◆ Action item ◆
Your answer should consist solely of the lines from the first line of the data through the line with "use crate::service::token_store::TokenStore;", each reproduced exactly.

◆ Excerpted records ◆
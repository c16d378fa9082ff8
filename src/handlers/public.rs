use std::sync::Arc;

use crate::errors::ApiError;
use crate::models::auth::{LoginRequest, RegisterRequest};
use crate::service::booking_api::BookingApi;
use crate::service::prompt::Prompter;
use crate::service::token_store::TokenStore;
use crate::service::view_state::{CalendarEntry, ViewState};
use crate::views::auth::{update_auth_ui, AuthPanel, HeaderView, PanelTab};
use crate::views::calendar::CalendarView;
use crate::views::strip::{render_strip, StripView};

/// Input of the mini register form.
#[derive(Debug, Clone, Default)]
pub struct RegisterForm {
    pub username: String,
    pub password: String,
    pub password_confirm: String,
    pub mobile: String,
    pub email: String,
}

#[derive(Debug, Clone, PartialEq, Eq)]
pub enum BookOutcome {
    Booked,
    Declined,
    Unavailable,
    Failed(String),
}

#[derive(Debug, Clone, PartialEq, Eq)]
pub struct PublicPage {
    pub header: HeaderView,
    pub error: Option<String>,
    pub message: Option<String>,
    pub strip: StripView,
    pub calendar: Vec<CalendarEntry>,
    pub login_message: Option<String>,
    pub register_message: Option<String>,
}

impl Default for PublicPage {
    fn default() -> Self {
        Self {
            header: update_auth_ui(None),
            error: None,
            message: None,
            strip: StripView::default(),
            calendar: Vec::new(),
            login_message: None,
            register_message: None,
        }
    }
}

/// The public booking front end: session panel, header, card strip, calendar
/// and booking actions.
pub struct PublicController {
    api: Arc<dyn BookingApi>,
    tokens: Arc<TokenStore>,
    prompter: Arc<dyn Prompter>,
    state: ViewState,
    panel: AuthPanel,
    page: PublicPage,
}

impl PublicController {
    pub fn new(
        api: Arc<dyn BookingApi>,
        tokens: Arc<TokenStore>,
        prompter: Arc<dyn Prompter>,
    ) -> Self {
        Self {
            api,
            tokens,
            prompter,
            state: ViewState::default(),
            panel: AuthPanel::default(),
            page: PublicPage::default(),
        }
    }

    pub fn page(&self) -> &PublicPage {
        &self.page
    }

    pub fn panel(&self) -> &AuthPanel {
        &self.panel
    }

    pub fn state(&self) -> &ViewState {
        &self.state
    }

    pub fn calendar(&self) -> CalendarView {
        CalendarView::new(self.page.calendar.clone())
    }

    pub async fn start(&mut self) {
        self.refresh_auth();
        self.fetch_data().await;
    }

    fn refresh_auth(&mut self) {
        let token = self.tokens.get_token();
        self.page.header = update_auth_ui(token.as_deref());
        self.panel.render(token.as_deref());
    }

    pub fn toggle_panel(&mut self) {
        let token = self.tokens.get_token();
        self.panel.toggle(token.as_deref());
    }

    pub fn show_tab(&mut self, tab: PanelTab) {
        self.panel.show_tab(tab);
    }

    pub async fn login(&mut self, username: &str, password: &str) -> bool {
        self.page.login_message = None;
        let username = username.trim();
        if username.is_empty() || password.is_empty() {
            self.page.login_message = Some("Enter username and password".to_string());
            return false;
        }
        let request = LoginRequest {
            username: username.to_string(),
            password: password.to_string(),
        };
        let response = match self.api.login(&request).await {
            Ok(response) => response,
            Err(err) => {
                self.page.login_message = Some(form_failure(&err, "Login error", "Login failed"));
                return false;
            }
        };
        let Some(token) = response.token.filter(|token| !token.is_empty()) else {
            self.page.login_message = Some("Login succeeded but token missing".to_string());
            return false;
        };
        if let Err(err) = self.tokens.set_token(&token) {
            let err = ApiError::from(err);
            tracing::error!("failed to store session: {}", err);
            self.page.login_message = Some(form_failure(&err, "Login error", "Login failed"));
            return false;
        }
        self.signed_in().await;
        true
    }

    pub async fn register(&mut self, form: RegisterForm) -> bool {
        self.page.register_message = None;
        let username = form.username.trim().to_string();
        if username.is_empty() || form.password.is_empty() {
            self.page.register_message = Some("Enter username and password".to_string());
            return false;
        }
        if form.password != form.password_confirm {
            self.page.register_message = Some("Passwords do not match".to_string());
            return false;
        }
        let request = RegisterRequest {
            username: username.clone(),
            password: form.password.clone(),
            mobile: non_blank(&form.mobile),
            email: non_blank(&form.email),
        };
        if let Err(err) = self.api.register(&request).await {
            self.page.register_message =
                Some(form_failure(&err, "Register error", "Register failed"));
            return false;
        }

        let login = LoginRequest {
            username,
            password: form.password,
        };
        let token = match self.api.login(&login).await {
            Ok(response) => response.token.filter(|token| !token.is_empty()),
            Err(err) => {
                tracing::warn!("auto-login after register failed: {}", err);
                None
            }
        };
        match token {
            Some(token) if self.tokens.set_token(&token).is_ok() => {
                self.signed_in().await;
                true
            }
            _ => {
                self.page.register_message = Some("Registered. Please login.".to_string());
                true
            }
        }
    }

    async fn signed_in(&mut self) {
        self.refresh_auth();
        self.panel.close();
        self.fetch_data().await;
    }

    pub async fn logout(&mut self) {
        if let Err(err) = self.tokens.clear_token() {
            tracing::error!("failed to clear session: {}", err);
        }
        self.refresh_auth();
        self.panel.close();
        self.fetch_data().await;
    }

    /// Loads events (required) and bookings (best effort), then rebuilds the
    /// view state, the calendar projection and the strip.
    pub async fn fetch_data(&mut self) {
        self.page.error = None;
        self.page.message = None;

        let events = match self.api.list_events().await {
            Ok(events) => events,
            Err(err) => {
                tracing::error!("Failed to load events: {}", err);
                self.page.error = Some(format!("Failed to load data: {}", err));
                self.page.strip = StripView::Message(format!("Failed to load data. {}", err));
                return;
            }
        };

        let bookings = match self.api.list_bookings().await {
            Ok(bookings) => bookings,
            Err(err) => {
                tracing::warn!("Bookings not loaded: {}", err);
                self.page.message = Some(format!("Bookings not loaded: {}", err));
                Vec::new()
            }
        };

        self.state = ViewState::new(events, &bookings);
        self.page.calendar = self.state.calendar_entries();
        self.page.strip = render_strip(&self.state.events, &self.state.booking_counts);
    }

    /// Filters the cached events without refetching.
    pub fn search(&mut self, query: &str) {
        let filtered = self.state.search(query);
        self.page.strip = render_strip(&filtered, &self.state.booking_counts);
    }

    pub async fn book(&mut self, event_id: i64) -> BookOutcome {
        let bookable = self
            .page
            .strip
            .card(event_id)
            .is_some_and(|card| card.book_enabled);
        if !bookable {
            return BookOutcome::Unavailable;
        }
        self.submit_booking(event_id).await
    }

    pub async fn book_from_calendar(&mut self, event_id: i64) -> BookOutcome {
        let calendar = self.calendar();
        let Some(entry) = calendar.find(event_id) else {
            return BookOutcome::Unavailable;
        };
        let question = format!("Book event \"{}\"?", entry.title);
        if !self.prompter.confirm(&question).await {
            return BookOutcome::Declined;
        }
        self.submit_booking(event_id).await
    }

    async fn submit_booking(&mut self, event_id: i64) -> BookOutcome {
        match self.api.book_event(event_id).await {
            Ok(_) => {
                self.prompter.notify("Booked successfully").await;
                self.fetch_data().await;
                BookOutcome::Booked
            }
            Err(err) => {
                let message = format!("Booking failed: {}", err);
                self.prompter.notify(&message).await;
                BookOutcome::Failed(message)
            }
        }
    }

    pub async fn details(&self, event_id: i64) -> bool {
        match self.page.strip.card(event_id) {
            Some(card) => {
                self.prompter.notify(&card.details).await;
                true
            }
            None => false,
        }
    }
}

/// Server rejections show the server's message; transport trouble is reported as an error.
fn form_failure(err: &ApiError, prefix: &str, fallback: &str) -> String {
    match err {
        ApiError::Transport(_) | ApiError::Io(_) | ApiError::Decode(_) | ApiError::Store(_) => {
            format!("{}: {}", prefix, err)
        }
        _ => err.server_message().unwrap_or_else(|| fallback.to_string()),
    }
}

fn non_blank(value: &str) -> Option<String> {
    let trimmed = value.trim();
    if trimmed.is_empty() {
        None
    } else {
        Some(trimmed.to_string())
    }
}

◆ Task response ◆
repository c16d378fa9082ff8
filename src/handlers/public.rs
use std::sync::Arc;

use crate::errors::ApiError;
use crate::models::auth::{LoginRequest, RegisterRequest};
use crate::service::booking_api::BookingApi;
use crate::service::prompt::Prompter;
use crate::service::token_store::TokenStore;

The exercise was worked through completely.